Включенными / исключенными бывают как государства («включенные» страны «золотого миллиарда» и все остальные – страны второго мира, третьего мира), так и группы населения в них.
Крупнейший социолог современности Никлас Луман пишет в конце минувшего ХХ в.: «Наихудший из возможных сценариев в том, что общество следующего (уже нынешнего – Я.Г.) столетия примет метакод включения / исключения. А это значило бы, что некоторые люди будут личностями, а другие – только индивидами, что некоторые будут включены в функциональные системы, а другие исключены из них, оставаясь существами, которые пытаются дожить до завтра; …что забота и пренебрежение окажутся по разные стороны границы, что тесная связь исключения и свободная связь включения различат рок и удачу, что завершатся две формы интеграции: негативная интеграция исключения и позитивная интеграция включения… В некоторых местах… мы уже можем наблюдать это состояние»
[84]. В другой своей работе Н. Луман утверждает: «Если в области инклюзии люди считаются личностями, то представляется, что в области эксклюзии речь идет чуть ли не только об их телах»

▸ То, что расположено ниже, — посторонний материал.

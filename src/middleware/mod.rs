pub mod admin;
pub mod audit;
pub mod auth;
pub mod cross_check;
pub mod tenant;

pub use admin::require_admin_middleware;
pub use audit::audit_middleware;
pub use auth::verify_token_middleware;
pub use cross_check::{cross_check_middleware, RequestIdentity};
pub use tenant::resolve_tenant_middleware;
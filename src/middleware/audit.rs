//! Pipeline stage 5: audit logging.
//!
//! Runs innermost, after the cross-check has injected identity, and
//! records the handler outcome unconditionally, success or error.

use axum::{extract::Request, middleware::Next, response::Response};
use std::time::Instant;

use crate::middleware::cross_check::RequestIdentity;
use crate::services::TenantContext;

pub async fn audit_middleware(req: Request, next: Next) -> Response {
    let method = req.method().clone();
    let path = req.uri().path().to_string();
    let tenant_id = req
        .extensions()
        .get::<TenantContext>()
        .map(|ctx| ctx.tenant_id.to_string())
        .unwrap_or_else(|| "-".to_string());
    let subject = req
        .extensions()
        .get::<RequestIdentity>()
        .map(|id| id.subject.clone())
        .unwrap_or_else(|| "-".to_string());

    let started = Instant::now();
    let response = next.run(req).await;

    tracing::info!(
        target: "audit",
        tenant_id = %tenant_id,
        subject = %subject,
        method = %method,
        path = %path,
        status = response.status().as_u16(),
        duration_ms = started.elapsed().as_millis() as u64,
        "Request completed"
    );

    response
}
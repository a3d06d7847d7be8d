pub mod tenant;

pub use tenant::{
    validate_subdomain, CreateTenantRequest, RotateCredentialsRequest, Tenant, TenantPage,
    TenantResponse, UpdateTenantRequest,
};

[85]. При этом «инклюзия существует лишь тогда, когда возможна эксклюзия»
[86].
Как пишет Р. Купер: «Страны современного мира можно разделить на две группы. Государства, входящие в одну из них, участвуют в мировой экономике, и в результате имеют доступ к глобальному рынку капитала и передовым технологиям. К другой группе относятся те, кто, не присоединяясь к процессу глобализации, не только обрекают себя на отсталое существование в относительной бедности, но рискуют потерпеть абсолютный крах»
[87]. Аналогичные глобальные процессы применительно к государствам отмечает отечественный автор, академик Н. Моисеев: «Происходит все углубляющаяся стратификация государств… Теперь отсталые страны «отстали навсегда»!.. Уже очевидно, что «всего на всех не хватит» – экологический кризис уже наступил. Начнется борьба за ресурсы – сверхжестокая и сверхбескомпромиссная… Будет непрерывно возрастать и различие в условиях жизни стран и народов с различной общественной производительностью труда… Это различие и будет источником той формы раздела планетарного общества, которое уже принято называть выделением «золотого миллиарда». «Культуры на всех» тоже не хватит. И, так же как и экологически чистый продукт, культура тоже станет прерогативой стран, принадлежащих „золотому миллиарду“»
[88].
Рост числа «исключенных» как следствие глобализации активно обсуждается в одной из последних книг З. Баумана. С его точки зрения, исключенные фактически оказываются «человеческими отходами (отбросами)» («wasted life»), не нужными современному обществу. Это – длительное время безработные, мигранты, беженцы и т. п. Они являются неизбежным побочным продуктом экономического развития, а глобализация служит генератором «человеческих отходов»
[89].
И в условиях глобализации, беспримерной поляризации на «суперкласс» и «человеческие отходы», последние становятся «отходами навсегда» (это перекликается с вышеприведенным высказыванием Н. Моисеева: «Теперь отсталые страны „отстали навсегда“»).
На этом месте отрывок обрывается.